# Handling Class Imbalance in Image Classification

Handling class imbalance in image classification involves techniques to ensure that the model doesn't become biased toward the majority class. Here are common approaches:

**1. Data-Level Techniques**

   - **Oversampling the Minority Class**: Duplicate or augment images from the minority classes to increase their representation. Data augmentation techniques (e.g., rotation, cropping, flipping) can help create diverse samples for minority classes without introducing exact duplicates.
   - **Undersampling the Majority Class**: Randomly reduce the number of samples in majority classes to match the minority class size. This is more feasible with larger datasets, though it risks losing important information.

**2. Algorithm-Level Techniques**

   - **Class Weights Adjustment**: Many deep learning frameworks allow specifying a weight for each class in the loss function. This penalizes misclassifications of the minority class more than the majority class, encouraging the model to pay more attention to the minority class.
   - **Focal Loss**: Focal loss is designed for class imbalance by dynamically scaling the loss for hard-to-classify examples, typically from minority classes. It modifies the cross-entropy loss by adding a scaling factor that reduces the loss for well-classified examples and focuses on hard examples.

   $$ 
   \text{Focal Loss} = -\alpha (1 - p_t)^\gamma \log(p_t)
   $$

   where \( p_t \) is the predicted probability for the true class, \( \alpha \) is a balancing factor for class imbalance, and \( \gamma \) controls the focus on hard examples.

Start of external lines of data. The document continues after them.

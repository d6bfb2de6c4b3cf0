//! Remote store client
//!
//! The remote store is an external collaborator holding the two record
//! collections (`wardrobe_items`, `history_entries`) and a blob bucket for
//! item photos. The `RemoteStore` trait is the seam the reconciliation
//! engine and the mutations are written against; `SupabaseStore` is the
//! production implementation over the PostgREST and Storage REST APIs.

use crate::error::{EngineError, EngineResult};
use async_trait::async_trait;
use mylook_common::models::{HistoryEntry, WardrobeItem};
use mylook_common::rows::{HistoryRow, WardrobeRow};
use reqwest::header::{HeaderMap, HeaderValue, AUTHORIZATION};
use reqwest::Client;
use std::time::Duration;
use tracing::debug;
use uuid::Uuid;

/// Timeout for remote store requests
const REMOTE_TIMEOUT: Duration = Duration::from_secs(10);

/// Result of a blob upload
#[derive(Debug, Clone)]
pub struct UploadedImage {
    /// Publicly resolvable URL
    pub url: String,
    /// Bucket path, recorded for later deletion
    pub path: String,
}

/// Ordered CRUD surface the engines rely on.
///
/// Ordering is part of the contract: wardrobe newest first, history oldest
/// first — downstream components use it as the default display order.
#[async_trait]
pub trait RemoteStore: Send + Sync {
    /// All wardrobe items, created_at descending
    async fn fetch_wardrobe(&self) -> EngineResult<Vec<WardrobeItem>>;

    /// All history entries, accepted_at ascending
    async fn fetch_history(&self) -> EngineResult<Vec<HistoryEntry>>;

    async fn insert_wardrobe_item(&self, row: &WardrobeRow) -> EngineResult<()>;

    async fn insert_history_entry(&self, row: &HistoryRow) -> EngineResult<()>;

    /// Single bulk insert; all-or-nothing from the caller's perspective
    async fn insert_history_batch(&self, rows: &[HistoryRow]) -> EngineResult<()>;

    async fn set_wardrobe_favorite(&self, id: Uuid, favorite: bool) -> EngineResult<()>;

    async fn set_history_favorite(&self, id: Uuid, favorite: bool) -> EngineResult<()>;

    async fn delete_wardrobe_item(&self, id: Uuid) -> EngineResult<()>;

    /// Upload photo bytes; the store generates the path
    async fn upload_image(&self, bytes: Vec<u8>, mime: &str, ext: &str)
        -> EngineResult<UploadedImage>;

    async fn remove_image(&self, path: &str) -> EngineResult<()>;
}

/// Supabase-backed remote store
pub struct SupabaseStore {
    http_client: Client,
    base_url: String,
    bucket: String,
}

impl SupabaseStore {
    pub fn new(base_url: String, api_key: String, bucket: String) -> Self {
        let mut headers = HeaderMap::new();
        if let Ok(value) = HeaderValue::from_str(&api_key) {
            headers.insert("apikey", value);
        }
        if let Ok(value) = HeaderValue::from_str(&format!("Bearer {}", api_key)) {
            headers.insert(AUTHORIZATION, value);
        }

        Self {
            http_client: Client::builder()
                .timeout(REMOTE_TIMEOUT)
                .default_headers(headers)
                .build()
                .expect("Failed to create HTTP client"),
            base_url: base_url.trim_end_matches('/').to_string(),
            bucket,
        }
    }

    fn rest_url(&self, table: &str) -> String {
        format!("{}/rest/v1/{}", self.base_url, table)
    }

    fn object_url(&self, path: &str) -> String {
        format!("{}/storage/v1/object/{}/{}", self.base_url, self.bucket, path)
    }

    fn public_url(&self, path: &str) -> String {
        format!(
            "{}/storage/v1/object/public/{}/{}",
            self.base_url, self.bucket, path
        )
    }

    async fn check(response: reqwest::Response, context: &str) -> EngineResult<reqwest::Response> {
        if response.status().is_success() {
            Ok(response)
        } else {
            let status = response.status();
            let body = response.text().await.unwrap_or_default();
            let snippet: String = body.chars().take(200).collect();
            Err(EngineError::Api(format!(
                "{} returned {}: {}",
                context, status, snippet
            )))
        }
    }
}

#[async_trait]
impl RemoteStore for SupabaseStore {
    async fn fetch_wardrobe(&self) -> EngineResult<Vec<WardrobeItem>> {
        debug!("Fetching remote wardrobe");
        let response = self
            .http_client
            .get(self.rest_url("wardrobe_items"))
            .query(&[("select", "*"), ("order", "created_at.desc")])
            .send()
            .await
            .map_err(|e| EngineError::from_reqwest("wardrobe fetch", e))?;
        let response = Self::check(response, "wardrobe fetch").await?;
        let rows: Vec<WardrobeRow> = response
            .json()
            .await
            .map_err(|e| EngineError::Parse(format!("wardrobe rows: {}", e)))?;
        Ok(rows.into_iter().map(WardrobeItem::from).collect())
    }

    async fn fetch_history(&self) -> EngineResult<Vec<HistoryEntry>> {
        debug!("Fetching remote history");
        let response = self
            .http_client
            .get(self.rest_url("history_entries"))
            .query(&[("select", "*"), ("order", "accepted_at.asc")])
            .send()
            .await
            .map_err(|e| EngineError::from_reqwest("history fetch", e))?;
        let response = Self::check(response, "history fetch").await?;
        let rows: Vec<HistoryRow> = response
            .json()
            .await
            .map_err(|e| EngineError::Parse(format!("history rows: {}", e)))?;
        Ok(rows.into_iter().map(HistoryEntry::from).collect())
    }

    async fn insert_wardrobe_item(&self, row: &WardrobeRow) -> EngineResult<()> {
        let response = self
            .http_client
            .post(self.rest_url("wardrobe_items"))
            .header("Prefer", "return=minimal")
            .json(row)
            .send()
            .await
            .map_err(|e| EngineError::from_reqwest("wardrobe insert", e))?;
        Self::check(response, "wardrobe insert").await?;
        Ok(())
    }

    async fn insert_history_entry(&self, row: &HistoryRow) -> EngineResult<()> {
        self.insert_history_batch(std::slice::from_ref(row)).await
    }

    async fn insert_history_batch(&self, rows: &[HistoryRow]) -> EngineResult<()> {
        if rows.is_empty() {
            return Ok(());
        }
        let response = self
            .http_client
            .post(self.rest_url("history_entries"))
            .header("Prefer", "return=minimal")
            .json(rows)
            .send()
            .await
            .map_err(|e| EngineError::from_reqwest("history insert", e))?;
        Self::check(response, "history insert").await?;
        Ok(())
    }

    async fn set_wardrobe_favorite(&self, id: Uuid, favorite: bool) -> EngineResult<()> {
        let response = self
            .http_client
            .patch(self.rest_url("wardrobe_items"))
            .query(&[("id", format!("eq.{}", id))])
            .json(&serde_json::json!({ "is_favorite": favorite }))
            .send()
            .await
            .map_err(|e| EngineError::from_reqwest("wardrobe favorite update", e))?;
        Self::check(response, "wardrobe favorite update").await?;
        Ok(())
    }

    async fn set_history_favorite(&self, id: Uuid, favorite: bool) -> EngineResult<()> {
        let response = self
            .http_client
            .patch(self.rest_url("history_entries"))
            .query(&[("id", format!("eq.{}", id))])
            .json(&serde_json::json!({ "is_favorite": favorite }))
            .send()
            .await
            .map_err(|e| EngineError::from_reqwest("history favorite update", e))?;
        Self::check(response, "history favorite update").await?;
        Ok(())
    }

    async fn delete_wardrobe_item(&self, id: Uuid) -> EngineResult<()> {
        let response = self
            .http_client
            .delete(self.rest_url("wardrobe_items"))
            .query(&[("id", format!("eq.{}", id))])
            .send()
            .await
            .map_err(|e| EngineError::from_reqwest("wardrobe delete", e))?;
        Self::check(response, "wardrobe delete").await?;
        Ok(())
    }

    async fn upload_image(
        &self,
        bytes: Vec<u8>,
        mime: &str,
        ext: &str,
    ) -> EngineResult<UploadedImage> {
        let path = generate_image_path(ext);
        debug!(path = %path, "Uploading item image");
        let response = self
            .http_client
            .post(self.object_url(&path))
            .header("Content-Type", mime)
            .body(bytes)
            .send()
            .await
            .map_err(|e| EngineError::from_reqwest("image upload", e))?;
        Self::check(response, "image upload").await?;
        Ok(UploadedImage {
            url: self.public_url(&path),
            path,
        })
    }

    async fn remove_image(&self, path: &str) -> EngineResult<()> {
        let response = self
            .http_client
            .delete(self.object_url(path))
            .send()
            .await
            .map_err(|e| EngineError::from_reqwest("image delete", e))?;
        Self::check(response, "image delete").await?;
        Ok(())
    }
}

/// Generated bucket path: `items/<unix-millis>_<uuid>.<ext>`
fn generate_image_path(ext: &str) -> String {
    let millis = mylook_common::time::now().timestamp_millis();
    format!("items/{}_{}.{}", millis, Uuid::new_v4(), ext)
}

**3. Hybrid and Advanced Techniques**

   - **Two-Stage Training**: Train the model first on the original data, then fine-tune with balanced classes or using only the minority class. This approach helps retain information while enhancing sensitivity to minority classes.
   - **Synthetic Data Generation**: Use techniques like **Generative Adversarial Networks (GANs)** to generate synthetic images for the minority class. GANs can create realistic, diverse images that augment the dataset.
   - **Self-Supervised Learning**: In self-supervised learning, the model learns from unlabeled data, which can later be fine-tuned on a smaller, balanced labeled dataset, improving minority class recognition.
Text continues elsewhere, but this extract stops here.